Il faut dire aussi que le jazz lui-même traversera une crise de style majeure, bien décrite dans le livre. Le "swing" qui avait caractérisé cette musique jusque là n'est plus la condition obligée de la nouvelle tendance "free". Et les as du "bop" sont vite ringardisés (pour un temps, d'ailleurs). René Urtreger voit ces circonstances s'ajouter aux conséquences de son addiction, ce qui n'arrange rien.
Le salut viendra de sa volonté de s'en sortir, revitalisée par une rencontre amoureuse dont les fleurs, si je comprends bien, sont encore vivantes. Peu à peu, avec pas mal de travail, le métier reviendra et une musique plus personnelle, plus libre aussi s'en dégagera.
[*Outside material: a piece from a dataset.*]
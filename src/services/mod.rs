pub mod player_api;
pub mod sync;
#[cfg(test)]
pub mod testing;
Le vedettariat étourdissant et toxique aura alors cédé la place à un jeu moins esclave des circonstances, toujours de très grande qualité, qui entraîne plaisir, mais aussi respect quand on connaît l'histoire dont il est issu.
Un livre passionnant, d'une lecture agréable grâce à la fluidité du style de l'auteur, certes dédié d'abord à un musicien exceptionnel, mais qui est aussi un livre d'histoire contemporaine, vivant et enrichissant.